*** Opening of EXERCISE MATERIALS ***
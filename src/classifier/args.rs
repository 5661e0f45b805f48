//! Function argument slots

use super::{text, ArgsResolution, Classifier};
use crate::ast::{Literal, Node, NodeKind};
use crate::definitions::{FunctionDefinition, ParamType};
use crate::position::DetailedPosition;

impl<'a> Classifier<'a> {
    pub(super) fn function_args_position(&self, func_node: &'a Node) -> ArgsResolution {
        let Some(func) = func_node.as_function() else {
            return ArgsResolution::Continue;
        };
        let Some(open) = func.open_paren else {
            return ArgsResolution::Continue;
        };
        if self.cursor <= open || func.close_paren.is_some_and(|close| self.cursor > close) {
            return ArgsResolution::Continue;
        }

        let scan = text::scan_args(&self.text[open + 1..self.cursor]);
        let index = scan.commas;
        let slot_start = open + 1 + scan.slot_start;
        let max_params = self
            .registry
            .function_definition(&func.name)
            .map(FunctionDefinition::max_params);
        let has_next = max_params.is_some_and(|max| index + 1 < max);
        let signature_types = self.registry.function_param_types(&func.name, index);

        if self.text[slot_start..self.cursor].trim().is_empty() {
            let arg_follows = func.args.iter().any(|arg| arg.location.min >= self.cursor);
            if max_params.is_some_and(|max| index >= max) && !arg_follows {
                return ArgsResolution::Suppressed;
            }
            return ArgsResolution::Position(DetailedPosition::InsideFunctionArgs {
                function: Some(func.name.clone()),
                signature_types,
                can_suggest_comma_in_function_args: false,
            });
        }

        let Some(arg) = func
            .args
            .iter()
            .rev()
            .find(|arg| arg.location.min >= slot_start && arg.location.min < self.cursor)
        else {
            return ArgsResolution::Continue;
        };
        if arg.incomplete {
            return ArgsResolution::Continue;
        }
        if self.cursor <= arg.location.max {
            return ArgsResolution::Position(DetailedPosition::InsideFunctionArgs {
                function: Some(func.name.clone()),
                signature_types,
                can_suggest_comma_in_function_args: false,
            });
        }

        // a number or a function name may still be growing
        let still_typing = self.cursor == arg.location.end()
            && (matches!(arg.kind, NodeKind::Literal(Literal::Number(_)))
                || self.is_function_name(arg));
        if still_typing {
            return ArgsResolution::Position(DetailedPosition::InsideFunctionArgs {
                function: Some(func.name.clone()),
                signature_types,
                can_suggest_comma_in_function_args: has_next,
            });
        }

        if let Some(position) = continuation_position(arg, &signature_types) {
            return ArgsResolution::Position(position);
        }
        let current_types = if has_range(arg) {
            signature_types
                .into_iter()
                .filter(|ty| *ty != ParamType::RangeVector)
                .collect()
        } else {
            signature_types
        };
        if let Some(position) = self.range_fallback_position(&current_types) {
            return ArgsResolution::Position(position);
        }
        ArgsResolution::Position(DetailedPosition::AfterCompleteArg {
            function: func.name.clone(),
            param_index: index + 1,
            signature_types: self.registry.function_param_types(&func.name, index + 1),
            current_types,
            can_add_comma: has_next,
        })
    }

    /// A label map closed in a slot that still wants a range
    pub(super) fn range_fallback_position(&self, expected: &[ParamType]) -> Option<DetailedPosition> {
        (expected.contains(&ParamType::RangeVector) && self.before.trim_end().ends_with('}')).then(
            || DetailedPosition::AfterLabelSelector {
                can_suggest_range_selector: true,
                metric: None,
            },
        )
    }

    /// Expected types of the argument slot holding the cursor
    pub(super) fn current_arg_types(&self) -> Vec<ParamType> {
        let Some(func) = self.ctx.innermost_func.and_then(Node::as_function) else {
            return Vec::new();
        };
        let Some(open) = func.open_paren.filter(|&open| open < self.cursor) else {
            return Vec::new();
        };
        if func.close_paren.is_some_and(|close| close < self.cursor) {
            return Vec::new();
        }
        let index = text::scan_args(&self.text[open + 1..self.cursor]).commas;
        self.registry.function_param_types(&func.name, index)
    }
}

/// Whether `arg` already carries its `[duration]`
fn has_range(arg: &Node) -> bool {
    match &arg.kind {
        NodeKind::Selector(selector) => selector.duration.is_some(),
        NodeKind::Parens(parens) => has_range(&parens.child),
        _ => false,
    }
}

/// A selector argument that still lacks the range its slot expects
fn continuation_position(arg: &Node, expected: &[ParamType]) -> Option<DetailedPosition> {
    let selector = arg.as_selector()?;
    if selector.duration.is_some() || !expected.contains(&ParamType::RangeVector) {
        return None;
    }
    let metric = selector.metric_name().map(str::to_string);
    match selector.label_map.as_deref().and_then(Node::as_label_map) {
        Some(map) if map.close.is_some() => Some(DetailedPosition::AfterLabelSelector {
            can_suggest_range_selector: true,
            metric,
        }),
        Some(_) => None,
        None => Some(DetailedPosition::AfterMetric {
            metric: metric?,
            can_suggest_range_selector: true,
        }),
    }
}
*** Close of EXERCISE MATERIALS ***
TASK INSTRUCTIONS:
Go through the listing above and copy each line in which the string "Literal" is found.

TASK ANSWER:
use crate::ast::{Literal, Node, NodeKind};
            && (matches!(arg.kind, NodeKind::Literal(Literal::Number(_)))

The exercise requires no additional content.